Even as it is, it gives evidence to the logical premise that 15% of students getting an A and 15% getting a D – regardless of whether they’re in an online class or an in-person one – does not mean the classes are of the same rigor. If one is easier by design, or has a more lenient grade policy, or it’s easier to cheat in it, the grade distribution tells you nothing whatsoever.
It is possible that the data used in this research are an outlier. At the same time, it’s possible that further research will uncover that deficient learning outcomes in online classes are even worse than this paper found. The researchers may have, in other words, found the mountain but failed to adequately measure its sheer mass.
They don’t, for example, account for the reality that most online classes are taught by less expensive, less experienced, remote, contract faculty – not tenured or even on-staff teachers. In this study, the online teachers were also the ones who taught the same classes face to face. But that is an exception, not the normal. Hiring lower cost, session to session teachers is a feature of online classes, a design element that allows schools to boost the profit margins of online offerings. Absent in the findings of this specific report, further research is certain to unearth that the prolific use of adjuncts to teach online impacts quality, specifically on grading and cheating.

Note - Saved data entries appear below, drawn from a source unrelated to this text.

// SPDX-License-Identifier: (MIT OR Apache-2.0)
//! Resolved type and member references.

use std::fmt;

/// A type as resolved by the binder.
#[derive(Debug, Clone, PartialEq, Eq, Hash)]
#[cfg_attr(feature = "serde", derive(serde::Serialize, serde::Deserialize))]
pub enum TypeRef {
    /// No value (`void` returns)
    Void,
    /// Built-in value type such as `int` or `bool`
    Primitive(String),
    /// The universal reference type
    Object,
    /// Late-bound type; operations on it are dispatched at run time
    Dynamic,
    /// A declared or well-known named type, possibly instantiated
    Named { name: String, args: Vec<TypeRef> },
    /// A type parameter in scope, by name
    Param(String),
    /// Single-dimensional array
    Array(Box<TypeRef>),
}

impl TypeRef {
    pub fn named(name: impl Into<String>) -> Self {
        TypeRef::Named { name: name.into(), args: Vec::new() }
    }

    pub fn generic(name: impl Into<String>, args: Vec<TypeRef>) -> Self {
        TypeRef::Named { name: name.into(), args }
    }

    pub fn param(name: impl Into<String>) -> Self {
        TypeRef::Param(name.into())
    }

    pub fn int() -> Self {
        TypeRef::Primitive("int".to_string())
    }

    pub fn bool() -> Self {
        TypeRef::Primitive("bool".to_string())
    }

    pub fn array(elem: TypeRef) -> Self {
        TypeRef::Array(Box::new(elem))
    }

    /// Name of the declaration this type refers to, if any.
    pub fn decl_name(&self) -> Option<&str> {
        match self {
            TypeRef::Named { name, .. } => Some(name),
            _ => None,
        }
    }
}

impl fmt::Display for TypeRef {
    fn fmt(&self, f: &mut fmt::Formatter<'_>) -> fmt::Result {
        match self {
            TypeRef::Void => write!(f, "void"),
            TypeRef::Primitive(name) => write!(f, "{}", name),
            TypeRef::Object => write!(f, "object"),
            TypeRef::Dynamic => write!(f, "dynamic"),
            TypeRef::Named { name, args } if args.is_empty() => write!(f, "{}", name),
            TypeRef::Named { name, args } => {
                write!(f, "{}<", name)?;
                for (i, arg) in args.iter().enumerate() {
                    if i > 0 {
                        write!(f, ", ")?;
                    }
                    write!(f, "{}", arg)?;
                }
                write!(f, ">")
            }
            TypeRef::Param(name) => write!(f, "{}", name),
            TypeRef::Array(elem) => write!(f, "{}[]", elem),
        }
    }
}

/// A member chosen by overload resolution.
///
/// `owner` is the type the binder found the member on. For a call on a
/// receiver typed as a type parameter this is the constraint interface,
/// not whatever type is later substituted.
#[derive(Debug, Clone, PartialEq, Eq, Hash)]
#[cfg_attr(feature = "serde", derive(serde::Serialize, serde::Deserialize))]
pub struct MemberRef {
    pub owner: TypeRef,
    pub name: String,
}

impl MemberRef {
    pub fn new(owner: TypeRef, name: impl Into<String>) -> Self {
        Self { owner, name: name.into() }
    }
}

impl fmt::Display for MemberRef {
    fn fmt(&self, f: &mut fmt::Formatter<'_>) -> fmt::Result {
        let owner = match &self.owner {
            TypeRef::Named { name, .. } => name.clone(),
            other => other.to_string(),
        };
        write!(f, "{}.{}", owner, self.name)
    }
}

On cheating, a few outlying studies notwithstanding, we know with high certainty that cheating is more common and more accessible in online classes than it is in in-person settings. As this evidence mounts, it will remain a gapping hole in assuring the quality of online programs overall. Again, the Auburn, Southern Mississippi and American triumvirate found it, they just could not measure the true depth of it.
Of course, it’s also possible that, in addition to all that, the modality itself – the simple act of teaching online – carries a learning penalty, a distance that distorts the art of education.
“Our results suggest that there is something special about face-to-face experience that is not replaceable by technology. Actually this is something that is voiced by many parents, students, and instructors as well. Because of all the cost advantages of online education, it may not be possible to give it up completely, but maybe a middle ground is possible with a mix of both modalities,” Auburn’s Altindag said.
Considering the number of students and billions of dollars invested and spent on online learning, knowing more about who is learning what seems essential. Let’s have more of it. Let’s ask the serious questions about whether it’s working and why or why not. It’s great to have a few more answers.